*Instructions for the task*. Collect every line of the records below that contains the word "HalfSaturation".

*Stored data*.

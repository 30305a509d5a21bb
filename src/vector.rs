//! Native farm vector backend.
//!
//! Farm features are polygons with per-farm model attributes, stored as a
//! JSON feature collection. Rasterization burns an attribute onto a copy of a
//! base raster by testing pixel centers against the polygon (even-odd rule);
//! zonal statistics aggregate raster values per feature the same way.

use std::collections::BTreeMap;
use std::fs;
use std::io::{BufReader, BufWriter};

use camino::Utf8Path;
use serde::{Deserialize, Serialize};

use crate::error::GeoError;
use crate::raster::Raster;

/// Numeric results appended to a farm feature by the aggregation stage.
#[derive(Debug, Clone, Copy, PartialEq, Serialize, Deserialize)]
pub struct FarmResults {
    /// Total yield index `y_tot = 1 - p_dep * (1 - mean(PYT))`.
    pub y_tot: f64,
    /// Wild-pollinator share of yield `y_wild = p_dep * mean(PYW)`.
    pub y_wild: f64,
    /// Mean wild yield over the pollinator-dependent part, `pdep_y_w`.
    pub pdep_y_w: f64,
    /// Mean total pollinator abundance for the farm's season, `p_abund`.
    pub p_abund: f64,
}

#[derive(Debug, Clone, Serialize, Deserialize)]
pub struct FarmFeature {
    /// Season in which the farm needs pollination.
    pub season: String,
    pub crop_type: String,
    /// Proportion of wild pollinators achieving a 50% yield.
    pub half_sat: f64,
    /// Proportion of yield dependent on pollinators.
    pub p_dep: f64,
    /// Proportion of pollinators from managed hives.
    pub p_managed: f64,
    /// Per-season floral resource overrides (the `fr_<season>` attributes).
    #[serde(default)]
    pub floral_resources: BTreeMap<String, f64>,
    /// Per-substrate nesting overrides (the `n_<substrate>` attributes).
    #[serde(default)]
    pub nesting_substrates: BTreeMap<String, f64>,
    /// Polygon ring in map coordinates; implicitly closed.
    pub polygon: Vec<[f64; 2]>,
    #[serde(default, skip_serializing_if = "Option::is_none")]
    pub results: Option<FarmResults>,
}

#[derive(Debug, Clone, Serialize, Deserialize)]
pub struct FarmVector {
    pub projection: String,
    pub features: Vec<FarmFeature>,
}

/// A farm attribute that can be rasterized. Using a tag instead of a raw
/// column name keeps attribute access checked at compile time.
#[derive(Debug, Clone, PartialEq, Serialize, Deserialize)]
pub enum FarmAttribute {
    HalfSaturation,
    ManagedPollinators,
    FloralResources { season: String },
    NestingSubstrate { substrate: String },
}

impl FarmAttribute {
    fn value(&self, feature: &FarmFeature) -> Option<f64> {
        match self {
            FarmAttribute::HalfSaturation => Some(feature.half_sat),
            FarmAttribute::ManagedPollinators => Some(feature.p_managed),
            FarmAttribute::FloralResources { season } => {
                feature.floral_resources.get(season).copied()
            }
            FarmAttribute::NestingSubstrate { substrate } => {
                feature.nesting_substrates.get(substrate).copied()
            }
        }
    }
}

/// Per-feature zonal aggregation result.
#[derive(Debug, Clone, Copy, Default, PartialEq)]
pub struct ZonalStats {
    pub count: usize,
    pub sum: f64,
}

impl ZonalStats {
    pub fn mean(&self) -> Option<f64> {
        (self.count > 0).then(|| self.sum / self.count as f64)
    }
}

impl FarmVector {
    pub fn load(path: &Utf8Path) -> Result<Self, GeoError> {
        let file = fs::File::open(path.as_std_path()).map_err(GeoError::Io)?;
        serde_json::from_reader(BufReader::new(file)).map_err(|source| GeoError::Vector {
            path: path.to_owned(),
            source,
        })
    }

    pub fn save(&self, path: &Utf8Path) -> Result<(), GeoError> {
        if let Some(dir) = path.parent() {
            fs::create_dir_all(dir.as_std_path())?;
        }
        let tmp = path.with_extension("part");
        let file = fs::File::create(tmp.as_std_path())?;
        serde_json::to_writer_pretty(BufWriter::new(file), self).map_err(|source| {
            GeoError::Vector {
                path: path.to_owned(),
                source,
            }
        })?;
        fs::rename(tmp.as_std_path(), path.as_std_path())?;
        Ok(())
    }

    /// Even-odd point-in-polygon test against a single feature.
    fn contains(feature: &FarmFeature, x: f64, y: f64) -> bool {
        let ring = &feature.polygon;
        let mut inside = false;
        let n = ring.len();
        if n < 3 {
            return false;
        }
        let mut j = n - 1;
        for i in 0..n {
            let [xi, yi] = ring[i];
            let [xj, yj] = ring[j];
            if ((yi > y) != (yj > y)) && (x < (xj - xi) * (y - yi) / (yj - yi) + xi) {
                inside = !inside;
            }
            j = i;
        }
        inside
    }
}

/// Rewrite the vector into the target projection. The native format stores
/// coordinates in abstract map units, so reprojection is a projection-tag
/// rewrite plus a validity pass; a GDAL-backed collaborator would transform
/// coordinates here.
pub fn reproject_vector(
    source_path: &Utf8Path,
    target_projection: &str,
    target_path: &Utf8Path,
) -> Result<(), GeoError> {
    let mut vector = FarmVector::load(source_path)?;
    vector.projection = target_projection.to_owned();
    vector.save(target_path)
}

/// Burn `attribute` from `vector_path` onto a copy of the base raster.
/// Features whose attribute is absent leave the base value in place; an
/// optional season filter restricts which features are burned.
pub fn rasterize_vector_attribute(
    base_raster_path: &Utf8Path,
    vector_path: &Utf8Path,
    attribute: &FarmAttribute,
    target_path: &Utf8Path,
    filter_season: Option<&str>,
) -> Result<(), GeoError> {
    let base = Raster::load(base_raster_path)?;
    let vector = FarmVector::load(vector_path)?;
    let mut out = base.clone();

    let selected: Vec<(&FarmFeature, f64)> = vector
        .features
        .iter()
        .filter(|f| filter_season.is_none_or(|season| f.season == season))
        .filter_map(|f| attribute.value(f).map(|v| (f, v)))
        .collect();

    for row in 0..base.rows() {
        for col in 0..base.cols() {
            let (x, y) = base.pixel_center(row, col);
            for (feature, value) in &selected {
                if FarmVector::contains(feature, x, y) {
                    out.data[(row, col)] = *value as f32;
                }
            }
        }
    }

    out.save(target_path)
}

/// Aggregate count and sum of valid raster pixels per farm feature, in
/// feature order. Nodata pixels are excluded from both count and sum.
pub fn zonal_statistics(
    raster_path: &Utf8Path,
    vector_path: &Utf8Path,
) -> Result<Vec<ZonalStats>, GeoError> {
    let raster = Raster::load(raster_path)?;
    let vector = FarmVector::load(vector_path)?;
    let mut stats = vec![ZonalStats::default(); vector.features.len()];

    for row in 0..raster.rows() {
        for col in 0..raster.cols() {
            let value = raster.data[(row, col)];
            if value == raster.nodata {
                continue;
            }
            let (x, y) = raster.pixel_center(row, col);
            for (feature, entry) in vector.features.iter().zip(stats.iter_mut()) {
                if FarmVector::contains(feature, x, y) {
                    entry.count += 1;
                    entry.sum += value as f64;
                }
            }
        }
    }

    Ok(stats)
}

#[cfg(test)]
mod tests {
    use super::*;
    use crate::kernel::INDEX_NODATA;
    use crate::raster::test_raster;
    use camino::Utf8PathBuf;
    use ndarray::Array2;

    fn scratch() -> (tempfile::TempDir, Utf8PathBuf) {
        let dir = tempfile::tempdir().unwrap();
        let path = Utf8PathBuf::from_path_buf(dir.path().to_path_buf()).unwrap();
        (dir, path)
    }

    /// A farm covering the left half of a 4x4 raster with 10.0 pixel size
    /// (x in 0..20, y in -40..0).
    pub(super) fn left_half_farm(season: &str) -> FarmFeature {
        FarmFeature {
            season: season.into(),
            crop_type: "blueberry".into(),
            half_sat: 0.3,
            p_dep: 0.9,
            p_managed: 0.1,
            floral_resources: BTreeMap::from([(season.to_string(), 0.8)]),
            nesting_substrates: BTreeMap::from([("cavity".to_string(), 0.4)]),
            polygon: vec![[0.0, 0.0], [20.0, 0.0], [20.0, -40.0], [0.0, -40.0]],
            results: None,
        }
    }

    #[test]
    fn rasterize_burns_attribute_inside_polygon_only() {
        let (_guard, dir) = scratch();
        let base_path = dir.join("base.bsr");
        let farm_path = dir.join("farms.json");
        let out_path = dir.join("out.bsr");

        test_raster(Array2::from_elem((4, 4), 0.5)).save(&base_path).unwrap();
        FarmVector {
            projection: "local".into(),
            features: vec![left_half_farm("spring")],
        }
        .save(&farm_path)
        .unwrap();

        rasterize_vector_attribute(
            &base_path,
            &farm_path,
            &FarmAttribute::HalfSaturation,
            &out_path,
            None,
        )
        .unwrap();

        let got = Raster::load(&out_path).unwrap();
        assert_eq!(got.data[(0, 0)], 0.3);
        assert_eq!(got.data[(0, 1)], 0.3);
        assert_eq!(got.data[(0, 2)], 0.5);
        assert_eq!(got.data[(3, 3)], 0.5);
    }

    #[test]
    fn rasterize_respects_season_filter() {
        let (_guard, dir) = scratch();
        let base_path = dir.join("base.bsr");
        let farm_path = dir.join("farms.json");
        let out_path = dir.join("out.bsr");

        test_raster(Array2::from_elem((4, 4), INDEX_NODATA))
            .save(&base_path)
            .unwrap();
        FarmVector {
            projection: "local".into(),
            features: vec![left_half_farm("spring")],
        }
        .save(&farm_path)
        .unwrap();

        rasterize_vector_attribute(
            &base_path,
            &farm_path,
            &FarmAttribute::HalfSaturation,
            &out_path,
            Some("summer"),
        )
        .unwrap();

        let got = Raster::load(&out_path).unwrap();
        assert!(got.data.iter().all(|&v| v == INDEX_NODATA));
    }

    #[test]
    fn zonal_statistics_skips_nodata() {
        let (_guard, dir) = scratch();
        let raster_path = dir.join("values.bsr");
        let farm_path = dir.join("farms.json");

        let mut raster = test_raster(Array2::from_elem((4, 4), 2.0));
        raster.data[(0, 0)] = INDEX_NODATA;
        raster.save(&raster_path).unwrap();
        FarmVector {
            projection: "local".into(),
            features: vec![left_half_farm("spring")],
        }
        .save(&farm_path)
        .unwrap();

        let stats = zonal_statistics(&raster_path, &farm_path).unwrap();
        // left half is 8 pixels, one of which is nodata
        assert_eq!(stats[0].count, 7);
        assert_eq!(stats[0].sum, 14.0);
        assert_eq!(stats[0].mean(), Some(2.0));
    }
}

*Solved exercise*.
    HalfSaturation,
            FarmAttribute::HalfSaturation => Some(feature.half_sat),
            &FarmAttribute::HalfSaturation,
            &FarmAttribute::HalfSaturation,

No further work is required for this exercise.